Г.Владимов комментировал действия властей: "Сослав его в Горький без следствия и суда, без объявленного приговора и срока, применив меру, из ряда вон выходящую, власть оказала ему честь, которой мог бы удостоиться разве лишь наследный принц или возможный президент". Против высылки Сахарова и заключения члена-корреспондента АН Армянской ССР Ю.Орлова выступали не только диссиденты, но и видные советские ученые. Л.Капица писал Ю.Андропову: "Сахаров и Орлов своей научной деятельностью приносят большую пользу, а их деятельность как инакомыслящих считается вредной. Сейчас они поставлены в такие условия, в которых они вовсе не могут заниматься никакой деятельностью." Ссылаясь на опыт взаимоотношений Ленина и оппозиционного ученого Павлова, Капица приходил к заключению: "Не лучше ли попросту дать задний ход?". В одном Капица ошибался — Сахаров не прекратил общественной деятельности и теоретической работы. Он продолжал обращаться к стране и миру. В послании академику Александрову Сахаров писал: "Важнейший тезис, который со временем лег в основу моей позиции, — неразрывная связь международной безопасности, международного доверия и соблюдения прав человека, открытости общества. Этот тезис вошел составной частью в Заключительный акт Хельсинкского совещания, но слова здесь расходятся с делом, в особенности в СССР и странах Восточной Европы".

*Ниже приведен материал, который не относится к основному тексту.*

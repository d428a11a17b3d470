//! Интеграционные тесты хранилища ACL: полный цикл init/add/check/delete
//! через публичный API.

use std::{collections::BTreeSet, fs, path::Path};

use aclstore::{AclStore, AclStoreError, ErrorExt, StatusCode, StoreConfig};
use rstest::rstest;
use tempfile::tempdir;

fn store() -> AclStore {
    AclStore::new(&StoreConfig::builder().local_realm("EXAMPLE.ORG").build())
}

fn file_entries(path: &Path) -> BTreeSet<String> {
    fs::read_to_string(path)
        .unwrap()
        .lines()
        .map(str::to_owned)
        .collect()
}

#[test]
fn test_full_lifecycle() {
    let dir = tempdir().unwrap();
    let acl = dir.path().join("admin.acl");
    let mut s = store();

    s.initialize(&acl, 0o600).unwrap();
    s.add(&acl, "alice").unwrap();
    s.add(&acl, "bob.admin").unwrap();
    s.add(&acl, "carol@OTHER.ORG").unwrap();

    assert_eq!(
        s.entries(&acl).unwrap(),
        vec![
            "alice.@EXAMPLE.ORG",
            "bob.admin@EXAMPLE.ORG",
            "carol.@OTHER.ORG"
        ]
    );
    assert_eq!(file_entries(&acl).len(), 3);

    assert!(s.check(&acl, "alice"));
    assert!(s.check(&acl, "bob.admin@EXAMPLE.ORG"));
    assert!(!s.check(&acl, "bob"));
    assert!(s.check(&acl, "carol@OTHER.ORG"));
    assert!(!s.check(&acl, "carol"));

    s.delete(&acl, "bob.admin").unwrap();
    assert!(!s.exact_match(&acl, "bob.admin@EXAMPLE.ORG"));
    assert_eq!(file_entries(&acl).len(), 2);
}

#[rstest]
#[case("alice")]
#[case("alice.admin")]
#[case("alice@OTHER.ORG")]
#[case("alice.admin@EXAMPLE.ORG")]
#[case("host.srv.example.org@EXAMPLE.ORG")]
fn test_add_then_delete_round_trip(#[case] principal: &str) {
    let dir = tempdir().unwrap();
    let acl = dir.path().join("rt.acl");
    let mut s = store();
    s.initialize(&acl, 0o600).unwrap();

    let canon = s.canonicalize(principal).unwrap();
    s.add(&acl, principal).unwrap();
    assert!(s.exact_match(&acl, canon.as_str()));

    s.delete(&acl, principal).unwrap();
    assert!(!s.exact_match(&acl, canon.as_str()));
}

#[test]
fn test_duplicate_add_and_absent_delete_keep_bytes() {
    let dir = tempdir().unwrap();
    let acl = dir.path().join("keep.acl");
    // Формат файла с лишними пробелами должен пережить неудачную операцию.
    let contents = "  alice . @EXAMPLE.ORG\n\nbob.@EXAMPLE.ORG\n";
    fs::write(&acl, contents).unwrap();

    let mut s = store();
    let dup = s.add(&acl, "alice").unwrap_err();
    assert!(matches!(dup, AclStoreError::PrincipalExists { .. }));
    assert_eq!(dup.status_code(), StatusCode::AlreadyExists);
    assert_eq!(fs::read_to_string(&acl).unwrap(), contents);

    let absent = s.delete(&acl, "zed").unwrap_err();
    assert!(matches!(absent, AclStoreError::PrincipalNotFound { .. }));
    assert_eq!(absent.status_code(), StatusCode::NotFound);
    assert_eq!(fs::read_to_string(&acl).unwrap(), contents);

    assert!(!dir.path().join("keep.acl.~NEWACL~").exists());
}

#[test]
fn test_realm_wildcard_precedence() {
    let dir = tempdir().unwrap();
    let acl = dir.path().join("realm.acl");
    fs::write(&acl, "*.*@EXAMPLE.ORG\n").unwrap();

    let mut s = store();
    assert!(s.check(&acl, "bob.root@EXAMPLE.ORG"));
    assert!(!s.check(&acl, "bob.root@OTHER.ORG"));

    s.add(&acl, "*.*@*").unwrap();
    assert!(s.check(&acl, "bob.root@OTHER.ORG"));
}

#[test]
fn test_name_wildcard_matches_every_instance() {
    let dir = tempdir().unwrap();
    let acl = dir.path().join("name.acl");
    fs::write(&acl, "rcmd.*@EXAMPLE.ORG\n").unwrap();

    let mut s = store();
    assert!(s.check(&acl, "rcmd.host1"));
    assert!(s.check(&acl, "rcmd.host2@EXAMPLE.ORG"));
    assert!(s.check(&acl, "rcmd"));
    assert!(!s.check(&acl, "rcmd.host1@OTHER.ORG"));
    assert!(!s.check(&acl, "other.host1"));
    // Подстановка работает только при проверке, exact_match её не раскрывает.
    assert!(!s.exact_match(&acl, "rcmd.host1@EXAMPLE.ORG"));
}

#[test]
fn test_unrelated_add_delete_preserves_set() {
    let dir = tempdir().unwrap();
    let acl = dir.path().join("set.acl");
    fs::write(
        &acl,
        "zed.@EXAMPLE.ORG\nalice.@EXAMPLE.ORG\nmike.ops@EXAMPLE.ORG\n*.*@OTHER.ORG\n",
    )
    .unwrap();

    let mut s = store();
    let before: BTreeSet<String> = s.entries(&acl).unwrap().into_iter().collect();

    s.add(&acl, "temp.worker").unwrap();
    s.delete(&acl, "temp.worker").unwrap();

    let after: BTreeSet<String> = s.entries(&acl).unwrap().into_iter().collect();
    assert_eq!(before, after);
    assert_eq!(file_entries(&acl), after);
}

#[test]
fn test_mutation_on_missing_file_reports_lock_error() {
    let dir = tempdir().unwrap();
    let acl = dir.path().join("absent.acl");
    let mut s = store();

    let err = s.add(&acl, "alice").unwrap_err();
    assert_eq!(err.status_code(), StatusCode::LockError);
    assert!(!acl.exists());
    assert!(!s.check(&acl, "alice"));
}

#[test]
fn test_invalid_principals_are_rejected() {
    let dir = tempdir().unwrap();
    let acl = dir.path().join("inv.acl");
    let mut s = store();
    s.initialize(&acl, 0o600).unwrap();

    for bad in ["", ".admin", "@EXAMPLE.ORG", "@"] {
        let err = s.add(&acl, bad).unwrap_err();
        assert!(
            matches!(err, AclStoreError::InvalidPrincipal { .. }),
            "{bad:?} accepted"
        );
        assert!(!s.check(&acl, bad));
    }
    assert_eq!(fs::read_to_string(&acl).unwrap(), "");
}

#[cfg(unix)]
#[test]
fn test_initialize_mode_includes_owner_rw() {
    use std::os::unix::fs::PermissionsExt;

    let dir = tempdir().unwrap();
    let acl = dir.path().join("mode.acl");
    let mut s = store();
    s.initialize(&acl, 0o040).unwrap();

    let mode = fs::metadata(&acl).unwrap().permissions().mode() & 0o777;
    assert_eq!(mode & 0o600, 0o600);

    // Повторная инициализация сохраняет права существующего файла.
    fs::set_permissions(&acl, fs::Permissions::from_mode(0o640)).unwrap();
    s.add(&acl, "alice").unwrap();
    s.initialize(&acl, 0o600).unwrap();
    let mode = fs::metadata(&acl).unwrap().permissions().mode() & 0o777;
    assert_eq!(mode, 0o640);
    assert!(s.entries(&acl).unwrap().is_empty());
}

После фактического разгрома диссидентского движения в 1983 г. Сахаров оставался последним бастионом открытой оппозиции. Его социальный статус и всемирная известность не позволяли властям просто упрятать академика в тюрьму. Несмотря на разрушительные удары по оппозиции, академик не признавал поражения. В интервью ЮПИ, пересланном за границу, Сахаров так отвечал на вопрос "Движение инакомыслящих в СССР дезорганизовано. Есть ли путь реорганизовать его?": "Сила борьбы за права человека — не в организации, не в числе участников. Это сила моральная, сила безусловной правоты. Это движение не может исчезнуть бесследно. Уже сказанное слово живет, а новые люди со своими неповторимыми судьбами и сердцами вносят все новое и новое".

Полностью изолировать Сахарова от внешнего мира сразу после высылки не удалось – к нему приезжали коллеги и родственники, Боннэр ездила в Москву. В 1980 г. усилилось давление на невесту сына Боннэр А.Семенова Е.Алексееву — в мае ее "предупредили" о недопустимости посещений Горького. Семенов эмигрировал в США, Алексеева стремилась сделать то же самое, и Сахаров добивались ее выезда из СССР для соединения с женихом. Но КГБ решил не выпускать ее "просто так". "Фактор Алексеевой" позволял "давить" на Сахарова. В письме к Брежневу 26 мая 1981 г. Сахаров писал о том, что "недостойным является использование КГБ судьбы моей невестки для мести и давления на меня".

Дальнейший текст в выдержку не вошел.